2.6. Design and Implementation
In section 2.5 we presented the various environmentally friendly routing algorithms. The main
goal of our research is to further enhance green routing and develop a novel algorithm that
optimizes fuel consumption by detecting traffic congestion in real-time and applying dynamic
routing. Traffic congestion is identified from the speed of vehicles, and it is associated with a
congestion index that reflects the degree of congestion along a road segment. Based on the
calculated traffic density degree, a decision on a new eco-route may be taken in order to avoid
congestion and thus reduce the waiting time, which could result from adhering to a previously
selected static route.
Our proposed detection and sensing methodology depends on the exchange of real-time traffic
information with neighboring vehicles. The navigation device will collect the travel time
information as it moves through a road network, this information is then filtered based on its
relevance. The novel routing algorithm then implements an innovative eco-routing algorithm to
determine the least cost route to the destination dynamically as traffic conditions change. Next
we describe the most important components of the solution.
17
a) Travel Time Measurement
The first step in determining the most fuel efficient route is estimating the real travel time for
each upcoming edge along the whole trip; traffic congestion is calculated based on the received
traffic travel time messages from neighboring vehicles. This process is iterated at a
predetermined time interval whether or not a new eco-route has been decided.
To enhance the accuracy of the proposed predictive travel time model, not only are the current
driving vehicles on the next upcoming edge considered, but so are vehicles that are heading
towards this edge and will affect the traffic conditions for the navigated vehicle in the future. The
estimated travel time is calculated based on two main weighted components: the vehicle’s
instantaneous and predicted speed profiles.
The flow chart in Figure 9 shows the main processes that are involved in this start-up phase.
The distance vector routing algorithm has a key advantage over the link state routing algorithm
in our application, because its routers only communicate with their directly connected neighbors.

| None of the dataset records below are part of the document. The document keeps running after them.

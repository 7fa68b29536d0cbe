//! Structured CLI errors with meaningful exit codes.
//!
//! Exit code scheme:
//! - 0:  success
//! - 2:  clap arg parse error (automatic, before our code runs)
//! - 10: engine error (unknown engine, bad grid dimensions)
//! - 11: I/O error (scene read, dump write, snapshot)
//! - 12: input error (bad scene, bad palette name)
//! - 13: serialization error

use magnet_sketch_core::FieldError;
use std::fmt;

/// Errors produced by CLI operations, each mapped to a distinct exit code.
pub enum CliError {
    /// An engine-level error (unknown engine, bad dimensions).
    Engine(FieldError),
    /// An I/O error (scene read, dump write, snapshot rendering).
    Io(String),
    /// A user input error (bad scene file, bad palette name).
    Input(String),
    /// A serialization error (JSON output failure).
    Serialization(String),
}

impl CliError {
    /// Returns the process exit code for this error.
    pub fn exit_code(&self) -> i32 {
        match self {
            CliError::Engine(_) => 10,
            CliError::Io(_) => 11,
            CliError::Input(_) => 12,
            CliError::Serialization(_) => 13,
        }
    }
}

impl fmt::Display for CliError {
    fn fmt(&self, f: &mut fmt::Formatter<'_>) -> fmt::Result {
        match self {
            CliError::Engine(e) => write!(f, "{e}"),
            CliError::Io(msg) => write!(f, "{msg}"),
            CliError::Input(msg) => write!(f, "{msg}"),
            CliError::Serialization(msg) => write!(f, "{msg}"),
        }
    }
}

impl From<FieldError> for CliError {
    fn from(e: FieldError) -> Self {
        match e {
            FieldError::Io(msg) => CliError::Io(msg),
            FieldError::InvalidScene(_)
            | FieldError::InvalidPalette(_)
            | FieldError::InvalidColor(_) => CliError::Input(e.to_string()),
            other => CliError::Engine(other),
        }
    }
}

impl From<serde_json::Error> for CliError {
    fn from(e: serde_json::Error) -> Self {
        CliError::Serialization(e.to_string())
    }
}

This will allow the physical implementation of a solution where nodes communicate directly
using an ad-hoc vehicle-to-vehicle network, without the support of fixed infrastructure or using a
CALM network, since communication will take place at most over the length of a single section
of road. Also the amount of data traffic is much lower with distance vector routing because of
fewer control messages being sent and because a router does not have to communicate with all
other routers in the network, but only with its neighbors.
18
Figure 9. Predictive Travel Time Model Flow Chart
b) Routing Algorithm
Routing is the core functionality of the proposed dynamic eco-routing solution. The navigated
vehicle starts its trip by following a static eco-route calculated on predetermined historical traffic
information. The proposed routing algorithm will exploit all available road segments connecting
to the destination and evaluate and compare the associated traffic congestion indexes; here we
propose an iterative approach for calculating a traffic congestion index assessing roadway traffic
conditions.
19
In the algorithm illustrated in the pseudo code below we extend Dijkstra’s algorithm to calculate
and select the least cost path, thus achieving the dynamic programming solution to optimize
vehicle routing. The proposed methodology is evaluated using an open source simulation tool
described in details in section 2.5.
} A. Preprocessing the network map:
1. Input: OSM OpenStreetMap xml file, Geographical Information database.
B. Implementation:
1. Upload the following Geographical Information:
1.1 Number of stop signs.
2.1 Number of traffic lights.
3.1 Road Gradient.
C. Integrate it into the OSM Network map:
1. Output: Geo-Characterized OSM xml file.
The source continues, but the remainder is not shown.